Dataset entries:
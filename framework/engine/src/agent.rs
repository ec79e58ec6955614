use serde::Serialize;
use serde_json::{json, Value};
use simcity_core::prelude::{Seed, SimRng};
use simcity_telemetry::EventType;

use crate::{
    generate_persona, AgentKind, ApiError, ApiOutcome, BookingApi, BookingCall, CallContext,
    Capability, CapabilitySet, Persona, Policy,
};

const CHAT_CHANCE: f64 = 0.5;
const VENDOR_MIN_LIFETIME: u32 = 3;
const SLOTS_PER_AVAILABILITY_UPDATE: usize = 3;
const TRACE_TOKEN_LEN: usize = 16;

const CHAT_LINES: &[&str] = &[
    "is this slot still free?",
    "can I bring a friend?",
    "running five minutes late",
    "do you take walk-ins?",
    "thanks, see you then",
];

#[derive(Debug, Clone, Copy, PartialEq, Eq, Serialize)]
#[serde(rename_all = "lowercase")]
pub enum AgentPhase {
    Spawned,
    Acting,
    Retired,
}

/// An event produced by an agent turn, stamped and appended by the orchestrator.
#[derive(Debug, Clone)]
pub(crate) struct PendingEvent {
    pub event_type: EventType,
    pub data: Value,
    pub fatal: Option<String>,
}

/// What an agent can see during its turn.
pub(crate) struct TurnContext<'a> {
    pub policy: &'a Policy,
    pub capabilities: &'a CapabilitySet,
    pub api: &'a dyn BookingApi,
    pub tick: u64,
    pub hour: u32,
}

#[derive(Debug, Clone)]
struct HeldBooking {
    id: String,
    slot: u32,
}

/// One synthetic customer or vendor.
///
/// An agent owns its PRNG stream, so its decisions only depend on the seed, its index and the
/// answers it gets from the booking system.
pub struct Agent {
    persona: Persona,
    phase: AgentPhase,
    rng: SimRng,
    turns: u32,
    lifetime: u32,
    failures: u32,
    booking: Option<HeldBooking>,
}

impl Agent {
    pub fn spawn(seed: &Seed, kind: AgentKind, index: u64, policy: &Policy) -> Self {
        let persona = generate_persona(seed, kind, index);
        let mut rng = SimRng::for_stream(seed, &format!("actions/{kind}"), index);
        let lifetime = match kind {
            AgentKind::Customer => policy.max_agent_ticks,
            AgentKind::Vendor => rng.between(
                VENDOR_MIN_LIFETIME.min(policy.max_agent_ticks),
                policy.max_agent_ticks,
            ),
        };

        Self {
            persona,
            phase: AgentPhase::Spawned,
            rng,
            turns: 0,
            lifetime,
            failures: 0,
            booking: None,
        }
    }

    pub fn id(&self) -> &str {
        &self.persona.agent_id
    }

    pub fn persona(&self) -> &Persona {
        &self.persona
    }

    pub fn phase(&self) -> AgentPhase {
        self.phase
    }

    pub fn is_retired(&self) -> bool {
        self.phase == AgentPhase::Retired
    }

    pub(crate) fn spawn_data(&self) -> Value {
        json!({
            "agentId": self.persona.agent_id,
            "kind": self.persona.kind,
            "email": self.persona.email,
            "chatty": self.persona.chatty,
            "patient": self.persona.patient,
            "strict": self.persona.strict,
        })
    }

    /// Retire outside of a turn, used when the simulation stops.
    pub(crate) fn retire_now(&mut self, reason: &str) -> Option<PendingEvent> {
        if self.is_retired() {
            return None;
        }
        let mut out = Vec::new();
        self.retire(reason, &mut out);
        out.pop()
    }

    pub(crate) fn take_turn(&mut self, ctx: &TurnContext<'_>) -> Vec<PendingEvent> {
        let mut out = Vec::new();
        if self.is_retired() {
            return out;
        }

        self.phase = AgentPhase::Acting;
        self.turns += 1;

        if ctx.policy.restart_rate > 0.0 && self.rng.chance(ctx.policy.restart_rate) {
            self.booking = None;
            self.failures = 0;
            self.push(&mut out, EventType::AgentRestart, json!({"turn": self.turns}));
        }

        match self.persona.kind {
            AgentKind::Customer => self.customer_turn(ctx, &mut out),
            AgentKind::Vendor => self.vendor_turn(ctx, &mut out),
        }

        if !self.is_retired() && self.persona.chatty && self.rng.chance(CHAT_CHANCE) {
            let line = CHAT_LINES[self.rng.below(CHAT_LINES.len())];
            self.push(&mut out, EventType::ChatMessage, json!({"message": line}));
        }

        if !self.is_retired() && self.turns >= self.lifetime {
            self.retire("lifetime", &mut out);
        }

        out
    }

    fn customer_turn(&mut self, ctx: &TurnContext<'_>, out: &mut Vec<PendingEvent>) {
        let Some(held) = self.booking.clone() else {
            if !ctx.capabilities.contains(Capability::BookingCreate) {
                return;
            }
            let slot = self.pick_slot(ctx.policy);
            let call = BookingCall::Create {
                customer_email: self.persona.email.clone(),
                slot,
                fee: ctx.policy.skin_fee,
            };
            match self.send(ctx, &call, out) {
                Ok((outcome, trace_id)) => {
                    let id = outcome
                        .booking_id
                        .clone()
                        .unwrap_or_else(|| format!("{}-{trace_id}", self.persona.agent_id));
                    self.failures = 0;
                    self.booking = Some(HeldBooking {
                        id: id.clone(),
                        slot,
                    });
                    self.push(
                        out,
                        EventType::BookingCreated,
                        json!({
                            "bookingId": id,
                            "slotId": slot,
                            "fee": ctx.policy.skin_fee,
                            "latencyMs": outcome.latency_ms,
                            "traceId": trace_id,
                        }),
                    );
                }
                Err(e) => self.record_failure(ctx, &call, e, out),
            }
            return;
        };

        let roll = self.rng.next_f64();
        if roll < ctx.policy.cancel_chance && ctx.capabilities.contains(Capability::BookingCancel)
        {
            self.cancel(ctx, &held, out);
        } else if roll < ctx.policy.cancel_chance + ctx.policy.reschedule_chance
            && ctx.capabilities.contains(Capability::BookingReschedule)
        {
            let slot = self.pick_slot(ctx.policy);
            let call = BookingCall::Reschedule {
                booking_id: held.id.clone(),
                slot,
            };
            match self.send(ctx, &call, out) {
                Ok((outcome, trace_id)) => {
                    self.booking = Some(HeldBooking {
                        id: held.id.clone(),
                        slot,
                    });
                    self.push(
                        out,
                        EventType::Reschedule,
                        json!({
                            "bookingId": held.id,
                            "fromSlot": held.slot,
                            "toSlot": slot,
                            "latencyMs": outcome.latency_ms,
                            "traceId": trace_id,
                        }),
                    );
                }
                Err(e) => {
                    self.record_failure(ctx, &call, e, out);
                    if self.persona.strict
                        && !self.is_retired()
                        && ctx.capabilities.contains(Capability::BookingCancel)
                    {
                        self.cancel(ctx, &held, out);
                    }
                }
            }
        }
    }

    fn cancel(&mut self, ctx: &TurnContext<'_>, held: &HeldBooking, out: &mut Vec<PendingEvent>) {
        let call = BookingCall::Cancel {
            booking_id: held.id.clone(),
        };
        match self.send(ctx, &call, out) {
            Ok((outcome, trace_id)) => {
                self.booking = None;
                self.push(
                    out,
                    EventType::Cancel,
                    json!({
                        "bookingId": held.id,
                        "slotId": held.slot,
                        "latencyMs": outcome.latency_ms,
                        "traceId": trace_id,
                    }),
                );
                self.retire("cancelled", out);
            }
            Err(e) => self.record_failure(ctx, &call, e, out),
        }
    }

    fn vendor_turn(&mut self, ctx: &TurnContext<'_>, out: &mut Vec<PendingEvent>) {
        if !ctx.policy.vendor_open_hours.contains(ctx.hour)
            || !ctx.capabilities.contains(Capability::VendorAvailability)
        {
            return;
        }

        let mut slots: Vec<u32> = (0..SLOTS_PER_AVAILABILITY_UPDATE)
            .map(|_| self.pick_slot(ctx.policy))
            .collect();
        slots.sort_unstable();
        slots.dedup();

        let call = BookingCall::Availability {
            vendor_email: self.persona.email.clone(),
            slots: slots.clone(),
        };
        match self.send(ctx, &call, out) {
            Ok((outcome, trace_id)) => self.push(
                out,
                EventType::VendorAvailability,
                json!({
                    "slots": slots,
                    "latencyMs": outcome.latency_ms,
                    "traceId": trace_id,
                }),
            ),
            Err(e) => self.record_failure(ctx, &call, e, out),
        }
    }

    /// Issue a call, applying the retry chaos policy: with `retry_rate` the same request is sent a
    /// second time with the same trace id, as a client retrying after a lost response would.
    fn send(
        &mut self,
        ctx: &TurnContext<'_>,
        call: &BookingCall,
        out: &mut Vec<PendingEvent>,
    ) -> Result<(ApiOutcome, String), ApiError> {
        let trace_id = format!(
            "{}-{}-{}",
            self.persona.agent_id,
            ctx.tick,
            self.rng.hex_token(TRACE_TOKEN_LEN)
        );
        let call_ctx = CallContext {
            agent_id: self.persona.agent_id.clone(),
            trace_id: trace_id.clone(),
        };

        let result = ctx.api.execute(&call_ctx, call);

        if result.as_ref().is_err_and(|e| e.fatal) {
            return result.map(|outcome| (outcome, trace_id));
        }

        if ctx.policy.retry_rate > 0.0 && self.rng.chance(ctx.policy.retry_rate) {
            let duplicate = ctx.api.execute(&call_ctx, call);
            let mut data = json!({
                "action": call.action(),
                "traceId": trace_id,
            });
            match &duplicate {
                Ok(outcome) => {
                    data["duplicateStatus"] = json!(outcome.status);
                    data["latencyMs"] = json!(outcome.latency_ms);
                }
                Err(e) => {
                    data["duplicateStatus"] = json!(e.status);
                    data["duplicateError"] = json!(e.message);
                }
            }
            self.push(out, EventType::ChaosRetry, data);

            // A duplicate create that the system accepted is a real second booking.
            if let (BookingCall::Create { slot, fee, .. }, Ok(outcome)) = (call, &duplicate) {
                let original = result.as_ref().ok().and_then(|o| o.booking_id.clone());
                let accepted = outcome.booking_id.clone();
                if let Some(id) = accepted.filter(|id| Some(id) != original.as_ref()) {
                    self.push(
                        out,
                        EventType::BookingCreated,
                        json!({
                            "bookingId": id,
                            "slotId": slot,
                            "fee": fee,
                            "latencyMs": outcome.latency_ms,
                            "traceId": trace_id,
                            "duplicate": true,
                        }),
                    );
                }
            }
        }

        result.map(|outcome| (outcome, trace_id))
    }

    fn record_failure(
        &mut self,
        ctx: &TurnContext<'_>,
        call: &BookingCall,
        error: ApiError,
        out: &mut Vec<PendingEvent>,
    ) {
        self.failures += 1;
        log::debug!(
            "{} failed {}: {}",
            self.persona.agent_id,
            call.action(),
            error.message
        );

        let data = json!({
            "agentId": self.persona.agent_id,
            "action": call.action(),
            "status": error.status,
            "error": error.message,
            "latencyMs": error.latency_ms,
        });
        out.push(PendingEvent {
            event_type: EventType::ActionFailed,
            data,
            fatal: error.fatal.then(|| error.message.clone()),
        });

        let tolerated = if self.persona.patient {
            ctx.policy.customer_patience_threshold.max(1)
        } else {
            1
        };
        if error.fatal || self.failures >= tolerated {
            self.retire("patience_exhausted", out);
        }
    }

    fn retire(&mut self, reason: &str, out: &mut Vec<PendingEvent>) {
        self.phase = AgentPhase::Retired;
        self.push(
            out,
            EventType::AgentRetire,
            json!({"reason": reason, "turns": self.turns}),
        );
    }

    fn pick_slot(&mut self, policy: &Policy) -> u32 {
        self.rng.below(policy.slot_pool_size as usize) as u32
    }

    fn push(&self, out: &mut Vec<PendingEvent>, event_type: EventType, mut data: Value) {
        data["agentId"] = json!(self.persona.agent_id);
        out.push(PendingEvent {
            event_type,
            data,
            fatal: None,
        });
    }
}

* [Aim of the task] From the entries above, restate word for word the lines from the line containing "if !self.is_retired() && self.turns" to the line containing "let Some(held) = self.booking.clone()", both ends included, and nothing more.

* [Solution to this task]
        if !self.is_retired() && self.turns >= self.lifetime {
            self.retire("lifetime", &mut out);
        }

        out
    }

    fn customer_turn(&mut self, ctx: &TurnContext<'_>, out: &mut Vec<PendingEvent>) {
        let Some(held) = self.booking.clone() else {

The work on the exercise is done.